O professor Gerardo Júnior, que leciona História para Ensino Médio no Instituto Federal de Educação, Ciência e Tecnologia do Rio Grande do Norte (IFRN) em Mossoró (RN) e que coordena equipes participantes do evento desde 2010, conta que em sua escola mais de 65 grupos participaram dessa tarefa. “Os estudantes tiveram a liberdade para pesquisar os personagens que quisessem, de acordo com os seus interesses e identificações”, conta. “As investigações se deram por pesquisas na internet e na biblioteca do IFRN, em conversas com parentes e conhecidos, e ainda, por meio de entrevistas com personagens ainda vivos”.
“Trabalhos como esse dão valor e visibilidade para histórias de todo o país, essencialmente no Nordeste, mostrando que a História que se faz nessa região tem transformado gerações e escolas”, explica Sonia. O professor Gerardo confirma esse propósito e relembra as produções dos seus alunos. “Os perfis produzidos apresentaram informações sobre diversos personagens que possuíam uma história desconhecida até mesmo por boa parcela da população do Rio Grande do Norte”, recorda. Os jovens pesquisaram sobre personagens como Alzira Soriano, a primeira prefeita eleita do Brasil e da América Latina; as feministas Nísia Floresta e Júlia Alves Barbosa Cavalcanti; Emmanuel Bezerra dos Santos, poeta e militante assassinado pela ditadura; a teatróloga Tony Silva; o sindicalista Chico Guilherme, entre muitos outros.
Investigando as histórias da família
No Fundamental 1 também é possível incentivar a atitude historiadora. Um caminho interessante é que os alunos investiguem a história da família e da comunidade. Neste Nova Escola Box, encontrará dicas e orientações que podem te ajudar a levar essa proposta para sua turma
Entre os ganhos de uma proposta como essa, Luis Fernando Cerri, professor no Departamento de História na Universidade Estadual de Ponta Grossa (UEPG), aponta que o interessante desse tipo de proposta é incentivar uma visão crítica da História. “Quando a gente aborda a História nessa perspectiva, de colocar problemas e buscar nas fontes a solução, levantando hipóteses, alternativas e soluções possíveis, estamos experimentando agir e pensar como historiador”.
Estudantes e visão crítica da História: principais estratégias
Nesse processo de investigação dos alunos, o professor tem um papel mediar o processo de construção de conhecimento com os seus alunos. “Permite exercitar as metodologias ativas, como a sala de aula invertida, e possibilita o desenvolvimento de um ensino híbrido”, afirma o professor Gerardo.
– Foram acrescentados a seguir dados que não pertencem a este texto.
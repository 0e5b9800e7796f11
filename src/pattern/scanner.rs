//! Delimiter scanning over raw pattern bytes.
//!
//! All syntax characters are ASCII, so scanning works on bytes and every index
//! returned lands on a character boundary. Escaped characters never count
//! towards nesting.

/// Find the index of the delimiter closing the `(` or `[` at `open`.
///
/// Returns `None` when the delimiter is unterminated or `open` does not point
/// at an opening delimiter.
pub fn find_closing_delimiter(pattern: &str, open: usize) -> Option<usize> {
    let bytes = pattern.as_bytes();
    match bytes.get(open)? {
        b'(' => closing_paren(bytes, open),
        b'[' => closing_bracket(bytes, open),
        _ => None,
    }
}

/// Split `inner` at each `|` that is not nested inside a group or set.
///
/// Always returns at least one (possibly empty) alternative.
pub fn split_alternatives(inner: &str) -> Vec<&str> {
    let bytes = inner.as_bytes();
    let mut parts = Vec::new();
    let mut depth = 0usize;
    let mut start = 0;
    let mut i = 0;
    while i < bytes.len() {
        match bytes[i] {
            b'\\' => {
                i = skip_escape(bytes, i);
                continue;
            }
            b'[' => {
                if let Some(close) = closing_bracket(bytes, i) {
                    i = close + 1;
                    continue;
                }
            }
            b'(' => depth += 1,
            b')' => depth = depth.saturating_sub(1),
            b'|' if depth == 0 => {
                parts.push(&inner[start..i]);
                start = i + 1;
            }
            _ => {}
        }
        i += 1;
    }
    parts.push(&inner[start..]);
    parts
}

fn closing_paren(bytes: &[u8], open: usize) -> Option<usize> {
    let mut depth = 0usize;
    let mut i = open;
    while i < bytes.len() {
        match bytes[i] {
            b'\\' => {
                i = skip_escape(bytes, i);
                continue;
            }
            // Parentheses inside a set are members, not nesting.
            b'[' => {
                if let Some(close) = closing_bracket(bytes, i) {
                    i = close + 1;
                    continue;
                }
            }
            b'(' => depth += 1,
            b')' => {
                depth -= 1;
                if depth == 0 {
                    return Some(i);
                }
            }
            _ => {}
        }
        i += 1;
    }
    None
}

fn closing_bracket(bytes: &[u8], open: usize) -> Option<usize> {
    let mut i = open + 1;
    if bytes.get(i) == Some(&b'^') {
        i += 1;
    }
    // A `]` straight after `[` or `[^` is a member of the set.
    if bytes.get(i) == Some(&b']') {
        i += 1;
    }
    while i < bytes.len() {
        match bytes[i] {
            b'\\' => {
                i = skip_escape(bytes, i);
                continue;
            }
            b'[' if bytes.get(i + 1) == Some(&b':') => {
                if let Some(close) = posix_bracket_end(bytes, i) {
                    i = close + 1;
                    continue;
                }
            }
            b']' => return Some(i),
            _ => {}
        }
        i += 1;
    }
    None
}

/// Index of the `]` ending a `[:name:]` bracket starting at `open`.
fn posix_bracket_end(bytes: &[u8], open: usize) -> Option<usize> {
    let mut i = open + 2;
    while i < bytes.len() && (bytes[i].is_ascii_alphabetic() || bytes[i] == b'^') {
        i += 1;
    }
    (i > open + 2 && bytes.get(i) == Some(&b':') && bytes.get(i + 1) == Some(&b']'))
        .then_some(i + 1)
}

/// Index just past the escape sequence starting at the `\` at `i`.
///
/// `\Q...\E` quotes everything up to `\E` (or end of input).
pub(crate) fn skip_escape(bytes: &[u8], i: usize) -> usize {
    if bytes.get(i + 1) == Some(&b'Q') {
        return find_quote_end(bytes, i + 2).unwrap_or(bytes.len());
    }
    (i + 2).min(bytes.len())
}

/// Index just past the `\E` that ends a quoted run starting at `from`.
pub(crate) fn find_quote_end(bytes: &[u8], from: usize) -> Option<usize> {
    bytes
        .get(from..)?
        .windows(2)
        .position(|w| w == b"\\E")
        .map(|p| from + p + 2)
}

#[cfg(test)]
mod tests {
    use super::*;

    #[test]
    fn simple_group() {
        assert_eq!(find_closing_delimiter("(abc)d", 0), Some(4));
    }

    #[test]
    fn nested_groups() {
        assert_eq!(find_closing_delimiter("(a(b)c)", 0), Some(6));
        assert_eq!(find_closing_delimiter("(a(b)c)", 2), Some(4));
    }

    #[test]
    fn escaped_parens_do_not_count() {
        assert_eq!(find_closing_delimiter(r"(a\)b)", 0), Some(5));
        assert_eq!(find_closing_delimiter(r"(a\(b)", 0), Some(5));
    }

    #[test]
    fn paren_inside_set_is_a_member() {
        assert_eq!(find_closing_delimiter("([)]x)", 0), Some(5));
    }

    #[test]
    fn unterminated_group() {
        assert_eq!(find_closing_delimiter("(ab", 0), None);
        assert_eq!(find_closing_delimiter(r"(ab\)", 0), None);
    }

    #[test]
    fn simple_set() {
        assert_eq!(find_closing_delimiter("[abc]d", 0), Some(4));
    }

    #[test]
    fn escaped_bracket_in_set() {
        assert_eq!(find_closing_delimiter(r"[a\]b]", 0), Some(5));
    }

    #[test]
    fn leading_bracket_is_literal() {
        assert_eq!(find_closing_delimiter("[]a]", 0), Some(3));
        assert_eq!(find_closing_delimiter("[^]a]", 0), Some(4));
        assert_eq!(find_closing_delimiter("[]", 0), None);
    }

    #[test]
    fn posix_bracket_inside_set() {
        assert_eq!(find_closing_delimiter("[[:alpha:]_]", 0), Some(11));
        assert_eq!(find_closing_delimiter("[[:^digit:]]", 0), Some(11));
    }

    #[test]
    fn unterminated_set() {
        assert_eq!(find_closing_delimiter("[", 0), None);
        assert_eq!(find_closing_delimiter("[abc", 0), None);
    }

    #[test]
    fn not_a_delimiter() {
        assert_eq!(find_closing_delimiter("abc", 0), None);
        assert_eq!(find_closing_delimiter("", 0), None);
    }

    #[test]
    fn quoted_run_hides_delimiters() {
        assert_eq!(find_closing_delimiter(r"(\Q)(\E)", 0), Some(7));
    }

    #[test]
    fn split_top_level_only() {
        assert_eq!(split_alternatives("a|b(c|d)|[|]"), vec!["a", "b(c|d)", "[|]"]);
    }

    #[test]
    fn split_ignores_escaped_bar() {
        assert_eq!(split_alternatives(r"a\|b"), vec![r"a\|b"]);
    }

    #[test]
    fn split_keeps_empty_alternatives() {
        assert_eq!(split_alternatives("|a|"), vec!["", "a", ""]);
        assert_eq!(split_alternatives(""), vec![""]);
    }
}
//! Pattern flags.

use std::fmt;
use std::str::FromStr;

use serde::Serialize;
use thiserror::Error;

/// The flag set passed alongside a pattern, spelled `gimsuy`.
#[derive(Debug, Clone, Copy, Default, PartialEq, Eq, Hash, Serialize)]
pub struct Flags {
    /// `i`
    pub case_insensitive: bool,
    /// `g`: report every match rather than the first.
    pub global: bool,
    /// `m`: `^` and `$` match at line breaks.
    pub multiline: bool,
    /// `s`: `.` also matches `\n`.
    pub dot_all: bool,
    /// `u`
    pub unicode: bool,
    /// `y`: matches must be contiguous from the start of the text.
    pub sticky: bool,
}

#[derive(Debug, Clone, PartialEq, Eq, Error)]
pub enum FlagsError {
    #[error("Unknown flag {0:?}; expected any of \"gimsuy\"")]
    Unknown(char),
    #[error("Flag {0:?} given more than once")]
    Duplicate(char),
}

impl Flags {
    pub const ALPHABET: &'static str = "gimsuy";

    pub fn global() -> Self {
        Self {
            global: true,
            ..Self::default()
        }
    }

    /// Inline-flag group understood by the matching engine, e.g. `(?im)`.
    ///
    /// `g`, `u` and `y` have no inline form and are handled by the executor.
    pub fn inline_prefix(&self) -> String {
        let mut letters = String::new();
        if self.case_insensitive {
            letters.push('i');
        }
        if self.multiline {
            letters.push('m');
        }
        if self.dot_all {
            letters.push('s');
        }
        if letters.is_empty() {
            letters
        } else {
            format!("(?{letters})")
        }
    }

    /// Plain-language name of a single flag letter.
    pub fn describe(letter: char) -> Option<&'static str> {
        Some(match letter {
            'g' => "global: find all matches",
            'i' => "case-insensitive",
            'm' => "multiline: ^ and $ match at line breaks",
            's' => "dot-all: . also matches newlines",
            'u' => "unicode mode",
            'y' => "sticky: matches must follow each other without gaps",
            _ => return None,
        })
    }

    fn slot(&mut self, letter: char) -> Option<&mut bool> {
        Some(match letter {
            'g' => &mut self.global,
            'i' => &mut self.case_insensitive,
            'm' => &mut self.multiline,
            's' => &mut self.dot_all,
            'u' => &mut self.unicode,
            'y' => &mut self.sticky,
            _ => return None,
        })
    }
}

impl FromStr for Flags {
    type Err = FlagsError;

    fn from_str(s: &str) -> Result<Self, Self::Err> {
        let mut flags = Flags::default();
        for letter in s.chars() {
            let slot = flags.slot(letter).ok_or(FlagsError::Unknown(letter))?;
            if *slot {
                return Err(FlagsError::Duplicate(letter));
            }
            *slot = true;
        }
        Ok(flags)
    }
}

impl fmt::Display for Flags {
    fn fmt(&self, f: &mut fmt::Formatter<'_>) -> fmt::Result {
        let set = [
            self.global,
            self.case_insensitive,
            self.multiline,
            self.dot_all,
            self.unicode,
            self.sticky,
        ];
        for (letter, on) in Self::ALPHABET.chars().zip(set) {
            if on {
                write!(f, "{letter}")?;
            }
        }
        Ok(())
    }
}
//! Token types produced by the pattern tokenizer.

use std::fmt;

use serde::Serialize;

/// The closed set of syntactic categories a token can belong to.
#[derive(Debug, Clone, Copy, PartialEq, Eq, Hash, Serialize)]
#[serde(rename_all = "kebab-case")]
pub enum TokenKind {
    Literal,
    CharacterClass, // \d, \w, \s, ... and `.`
    CharacterSet,   // [abc], [^a-z]
    PosixClass,     // [[:alpha:]]
    QuantifierGreedy,
    QuantifierLazy,
    QuantifierPossessive,
    Anchor,   // ^ $ \A \z \Z \G
    Boundary, // \b \B
    GroupCapture,
    GroupNoncapture,
    GroupNamed,
    GroupAtomic,
    GroupConditional,
    GroupBranchReset,
    Comment,
    ModeModifier,
    AssertionLookaheadPos,
    AssertionLookaheadNeg,
    AssertionLookbehindPos,
    AssertionLookbehindNeg,
    BackreferenceNumbered,
    BackreferenceNamed,
    Recursion,
    Subroutine,
    UnicodeProperty,
    EscapeControl,
    EscapeHex,
    EscapeUnicode,
    EscapeOctal,
    EscapeSpecial,
    LiteralMode, // \Q...\E
    SpecialConstruct,
    Verb, // (*FAIL), (*SKIP), ...
    Alternation,
}

impl TokenKind {
    pub const ALL: [TokenKind; 35] = [
        TokenKind::Literal,
        TokenKind::CharacterClass,
        TokenKind::CharacterSet,
        TokenKind::PosixClass,
        TokenKind::QuantifierGreedy,
        TokenKind::QuantifierLazy,
        TokenKind::QuantifierPossessive,
        TokenKind::Anchor,
        TokenKind::Boundary,
        TokenKind::GroupCapture,
        TokenKind::GroupNoncapture,
        TokenKind::GroupNamed,
        TokenKind::GroupAtomic,
        TokenKind::GroupConditional,
        TokenKind::GroupBranchReset,
        TokenKind::Comment,
        TokenKind::ModeModifier,
        TokenKind::AssertionLookaheadPos,
        TokenKind::AssertionLookaheadNeg,
        TokenKind::AssertionLookbehindPos,
        TokenKind::AssertionLookbehindNeg,
        TokenKind::BackreferenceNumbered,
        TokenKind::BackreferenceNamed,
        TokenKind::Recursion,
        TokenKind::Subroutine,
        TokenKind::UnicodeProperty,
        TokenKind::EscapeControl,
        TokenKind::EscapeHex,
        TokenKind::EscapeUnicode,
        TokenKind::EscapeOctal,
        TokenKind::EscapeSpecial,
        TokenKind::LiteralMode,
        TokenKind::SpecialConstruct,
        TokenKind::Verb,
        TokenKind::Alternation,
    ];

    /// The kebab-case tag used in output and knowledge-base keys.
    pub fn as_str(self) -> &'static str {
        match self {
            TokenKind::Literal => "literal",
            TokenKind::CharacterClass => "character-class",
            TokenKind::CharacterSet => "character-set",
            TokenKind::PosixClass => "posix-class",
            TokenKind::QuantifierGreedy => "quantifier-greedy",
            TokenKind::QuantifierLazy => "quantifier-lazy",
            TokenKind::QuantifierPossessive => "quantifier-possessive",
            TokenKind::Anchor => "anchor",
            TokenKind::Boundary => "boundary",
            TokenKind::GroupCapture => "group-capture",
            TokenKind::GroupNoncapture => "group-noncapture",
            TokenKind::GroupNamed => "group-named",
            TokenKind::GroupAtomic => "group-atomic",
            TokenKind::GroupConditional => "group-conditional",
            TokenKind::GroupBranchReset => "group-branch-reset",
            TokenKind::Comment => "comment",
            TokenKind::ModeModifier => "mode-modifier",
            TokenKind::AssertionLookaheadPos => "assertion-lookahead-pos",
            TokenKind::AssertionLookaheadNeg => "assertion-lookahead-neg",
            TokenKind::AssertionLookbehindPos => "assertion-lookbehind-pos",
            TokenKind::AssertionLookbehindNeg => "assertion-lookbehind-neg",
            TokenKind::BackreferenceNumbered => "backreference-numbered",
            TokenKind::BackreferenceNamed => "backreference-named",
            TokenKind::Recursion => "recursion",
            TokenKind::Subroutine => "subroutine",
            TokenKind::UnicodeProperty => "unicode-property",
            TokenKind::EscapeControl => "escape-control",
            TokenKind::EscapeHex => "escape-hex",
            TokenKind::EscapeUnicode => "escape-unicode",
            TokenKind::EscapeOctal => "escape-octal",
            TokenKind::EscapeSpecial => "escape-special",
            TokenKind::LiteralMode => "literal-mode",
            TokenKind::SpecialConstruct => "special-construct",
            TokenKind::Verb => "verb",
            TokenKind::Alternation => "alternation",
        }
    }

    pub fn is_quantifier(self) -> bool {
        matches!(
            self,
            TokenKind::QuantifierGreedy
                | TokenKind::QuantifierLazy
                | TokenKind::QuantifierPossessive
        )
    }

    /// Whether a token of this kind absorbs a directly following quantifier.
    pub fn takes_quantifier(self) -> bool {
        !matches!(
            self,
            TokenKind::Anchor
                | TokenKind::Boundary
                | TokenKind::Alternation
                | TokenKind::Comment
                | TokenKind::ModeModifier
                | TokenKind::Verb
                | TokenKind::LiteralMode
                | TokenKind::QuantifierGreedy
                | TokenKind::QuantifierLazy
                | TokenKind::QuantifierPossessive
        )
    }
}

impl fmt::Display for TokenKind {
    fn fmt(&self, f: &mut fmt::Formatter<'_>) -> fmt::Result {
        f.write_str(self.as_str())
    }
}

/// How a quantifier trades off repetition count against backtracking.
#[derive(Debug, Clone, Copy, PartialEq, Eq, Serialize)]
#[serde(rename_all = "kebab-case")]
pub enum QuantifierMode {
    Greedy,
    Lazy,
    Possessive,
}

/// A parsed repetition suffix: `*`, `+`, `?` or `{n}`, `{n,}`, `{n,m}`,
/// optionally followed by `?` (lazy) or `+` (possessive).
#[derive(Debug, Clone, Copy, PartialEq, Eq, Serialize)]
pub struct Quantifier {
    pub min: u32,
    /// `None` means unbounded.
    pub max: Option<u32>,
    pub mode: QuantifierMode,
    /// Whether the quantifier was written with braces.
    pub braced: bool,
    /// Length in bytes of the quantifier text.
    #[serde(skip)]
    pub len: usize,
}

/// One classified unit of a pattern.
#[derive(Debug, Clone, PartialEq, Eq, Serialize)]
pub struct Token {
    #[serde(rename = "type")]
    pub kind: TokenKind,
    pub value: String,
    pub position: usize,
    /// The quantifier folded into `value`, or the quantifier itself for
    /// standalone quantifier tokens.
    #[serde(skip_serializing_if = "Option::is_none")]
    pub quantifier: Option<Quantifier>,
}

impl Token {
    pub fn new(kind: TokenKind, value: &str, position: usize) -> Self {
        Self {
            kind,
            value: value.to_string(),
            position,
            quantifier: None,
        }
    }

    /// Byte offset one past the last character of the token.
    pub fn end(&self) -> usize {
        self.position + self.value.len()
    }

    /// The token text without any folded quantifier suffix.
    pub fn atom(&self) -> &str {
        match self.quantifier {
            Some(q) if !self.kind.is_quantifier() => &self.value[..self.value.len() - q.len],
            _ => &self.value,
        }
    }

    /// The folded quantifier suffix text, if any.
    pub fn quantifier_text(&self) -> Option<&str> {
        match self.quantifier {
            Some(q) if !self.kind.is_quantifier() => Some(&self.value[self.value.len() - q.len..]),
            _ => None,
        }
    }
}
A pesquisa dos estudantes pode se converter em um conhecimento, como foi o caso do exercício da ONHB. “O professor pode converter tudo em fonte [histórica]: do rótulo de produto em um supermercado ao cemitério, do noticiário de um jornal até os documentos oficiais governamentais”, indica.
Como replanejar as aulas de História?
Neste Nova Escola Box encontrará orientações para garantir as aprendizagens prioritárias nas aulas de História do Fundamental 2.
Por fim, Sherol também vê vantagens em revisitar o passado a partir de questões do presente. “Precisamos ir além dos grandes heróis, para além da História eurocêntrica e brancocentrada”, reforça a educadora. Para isso, além do uso de fontes históricas diretas, Sherol recomenda a composição de currículos de História pautados por questões pertinentes e presentes nas comunidades em que a escola está inserida. “Isso traz ganhos inclusive agora, na pandemia da covid-19. É possível falar sobre as pandemias mundiais, e abordar, por exemplo, como a comunidade se organiza em relação ao seu trabalho. Onde as pessoas da sua cidade, do seu estado, trabalham? Como estão lidando com isso agora, durante a pandemia, e como lidaram com isso em eventos anteriores? Essas são algumas reflexões possíveis”, conclui. Há diversas oportunidades e discussões relevantes que podem ser discutidas com as turmas dentro dessa perspectiva de incentivar uma postura ativa e investigação dos alunos.